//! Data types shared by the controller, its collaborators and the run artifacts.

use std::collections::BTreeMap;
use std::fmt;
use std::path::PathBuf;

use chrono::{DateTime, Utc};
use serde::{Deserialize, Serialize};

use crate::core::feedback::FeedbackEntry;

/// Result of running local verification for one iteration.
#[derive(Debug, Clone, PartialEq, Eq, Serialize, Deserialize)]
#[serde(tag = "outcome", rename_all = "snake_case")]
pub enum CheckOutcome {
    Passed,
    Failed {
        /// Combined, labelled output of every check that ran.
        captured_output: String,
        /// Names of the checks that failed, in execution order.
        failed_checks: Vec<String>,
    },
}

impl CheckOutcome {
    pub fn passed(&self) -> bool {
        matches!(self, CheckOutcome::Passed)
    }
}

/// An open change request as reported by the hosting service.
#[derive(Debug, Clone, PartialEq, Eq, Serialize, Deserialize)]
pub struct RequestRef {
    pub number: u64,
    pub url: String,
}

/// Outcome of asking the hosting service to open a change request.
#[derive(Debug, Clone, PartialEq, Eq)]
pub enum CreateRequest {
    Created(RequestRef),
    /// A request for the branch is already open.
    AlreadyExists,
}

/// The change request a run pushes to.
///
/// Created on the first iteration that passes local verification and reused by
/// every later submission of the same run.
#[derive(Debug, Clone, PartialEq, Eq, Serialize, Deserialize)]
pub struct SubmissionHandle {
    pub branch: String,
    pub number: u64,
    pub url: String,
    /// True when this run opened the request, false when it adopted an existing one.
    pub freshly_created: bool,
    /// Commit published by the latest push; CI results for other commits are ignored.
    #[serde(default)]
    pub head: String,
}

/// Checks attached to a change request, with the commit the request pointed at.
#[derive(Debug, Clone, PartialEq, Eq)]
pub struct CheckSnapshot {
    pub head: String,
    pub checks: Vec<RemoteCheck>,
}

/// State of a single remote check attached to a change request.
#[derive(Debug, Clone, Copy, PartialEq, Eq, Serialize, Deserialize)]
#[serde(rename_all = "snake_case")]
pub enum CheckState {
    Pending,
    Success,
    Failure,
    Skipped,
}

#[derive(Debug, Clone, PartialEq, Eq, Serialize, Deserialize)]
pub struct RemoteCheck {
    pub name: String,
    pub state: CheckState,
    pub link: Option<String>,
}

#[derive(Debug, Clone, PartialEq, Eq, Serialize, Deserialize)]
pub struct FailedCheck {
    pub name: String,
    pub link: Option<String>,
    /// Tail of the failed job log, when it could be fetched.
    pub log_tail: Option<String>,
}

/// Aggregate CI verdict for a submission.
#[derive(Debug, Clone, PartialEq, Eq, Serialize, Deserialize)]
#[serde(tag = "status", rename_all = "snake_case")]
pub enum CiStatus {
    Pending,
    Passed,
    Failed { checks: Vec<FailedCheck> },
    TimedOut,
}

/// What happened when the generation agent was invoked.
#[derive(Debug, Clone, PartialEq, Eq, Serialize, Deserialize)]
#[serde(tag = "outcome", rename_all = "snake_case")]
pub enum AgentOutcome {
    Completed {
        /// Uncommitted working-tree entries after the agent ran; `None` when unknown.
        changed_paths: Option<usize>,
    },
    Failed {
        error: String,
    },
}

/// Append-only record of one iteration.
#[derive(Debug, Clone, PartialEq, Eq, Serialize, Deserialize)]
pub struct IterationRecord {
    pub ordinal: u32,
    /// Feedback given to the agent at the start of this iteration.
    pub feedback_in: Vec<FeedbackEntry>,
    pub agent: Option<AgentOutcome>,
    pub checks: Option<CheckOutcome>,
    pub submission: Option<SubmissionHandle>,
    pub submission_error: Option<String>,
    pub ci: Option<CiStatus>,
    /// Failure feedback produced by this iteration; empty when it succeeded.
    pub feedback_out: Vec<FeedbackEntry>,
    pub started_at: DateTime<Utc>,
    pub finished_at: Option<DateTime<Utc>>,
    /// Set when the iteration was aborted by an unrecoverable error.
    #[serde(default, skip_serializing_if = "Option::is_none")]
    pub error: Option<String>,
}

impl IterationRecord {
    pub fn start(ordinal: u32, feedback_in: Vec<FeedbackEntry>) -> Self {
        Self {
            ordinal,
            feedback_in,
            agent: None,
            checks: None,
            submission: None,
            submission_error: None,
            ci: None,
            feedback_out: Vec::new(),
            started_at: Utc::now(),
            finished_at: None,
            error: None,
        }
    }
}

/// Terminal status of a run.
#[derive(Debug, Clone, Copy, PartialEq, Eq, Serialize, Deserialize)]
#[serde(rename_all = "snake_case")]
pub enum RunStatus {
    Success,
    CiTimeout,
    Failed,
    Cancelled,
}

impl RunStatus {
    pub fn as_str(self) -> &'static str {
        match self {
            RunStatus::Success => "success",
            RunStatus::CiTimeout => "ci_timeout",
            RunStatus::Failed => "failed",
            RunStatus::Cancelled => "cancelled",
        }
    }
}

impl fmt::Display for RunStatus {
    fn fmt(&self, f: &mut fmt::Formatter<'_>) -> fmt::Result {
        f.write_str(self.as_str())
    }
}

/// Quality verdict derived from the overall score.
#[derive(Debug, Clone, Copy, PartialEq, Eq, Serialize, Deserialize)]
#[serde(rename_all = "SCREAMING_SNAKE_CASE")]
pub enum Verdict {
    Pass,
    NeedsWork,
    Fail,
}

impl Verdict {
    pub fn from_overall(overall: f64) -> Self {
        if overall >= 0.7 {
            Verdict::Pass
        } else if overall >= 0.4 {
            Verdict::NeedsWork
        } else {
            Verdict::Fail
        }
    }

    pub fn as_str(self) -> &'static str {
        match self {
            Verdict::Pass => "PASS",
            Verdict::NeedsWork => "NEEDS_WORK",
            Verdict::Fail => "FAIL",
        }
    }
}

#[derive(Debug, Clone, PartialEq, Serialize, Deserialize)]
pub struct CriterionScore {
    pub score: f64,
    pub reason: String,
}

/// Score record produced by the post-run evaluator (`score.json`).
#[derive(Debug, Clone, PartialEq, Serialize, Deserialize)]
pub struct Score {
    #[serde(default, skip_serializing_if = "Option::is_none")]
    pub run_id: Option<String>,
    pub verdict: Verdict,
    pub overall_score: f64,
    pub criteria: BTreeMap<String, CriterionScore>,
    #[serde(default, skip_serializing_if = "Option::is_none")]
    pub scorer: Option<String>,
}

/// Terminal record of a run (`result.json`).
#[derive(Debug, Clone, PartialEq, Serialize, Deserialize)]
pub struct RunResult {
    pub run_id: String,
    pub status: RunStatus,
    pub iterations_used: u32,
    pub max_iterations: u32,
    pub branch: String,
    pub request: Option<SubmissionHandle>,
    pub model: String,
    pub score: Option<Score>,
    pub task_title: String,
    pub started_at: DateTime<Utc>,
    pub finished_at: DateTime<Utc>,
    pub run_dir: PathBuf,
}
+-------+
## WHAT IS REQUIRED:
In the listing above, find the line containing "of this iteration." and the line containing "an unrecoverable error.", then quote both, plus every line between them, exactly as written.

## ANSWER:
    /// Feedback given to the agent at the start of this iteration.
    pub feedback_in: Vec<FeedbackEntry>,
    pub agent: Option<AgentOutcome>,
    pub checks: Option<CheckOutcome>,
    pub submission: Option<SubmissionHandle>,
    pub submission_error: Option<String>,
    pub ci: Option<CiStatus>,
    /// Failure feedback produced by this iteration; empty when it succeeded.
    pub feedback_out: Vec<FeedbackEntry>,
    pub started_at: DateTime<Utc>,
    pub finished_at: Option<DateTime<Utc>>,
    /// Set when the iteration was aborted by an unrecoverable error.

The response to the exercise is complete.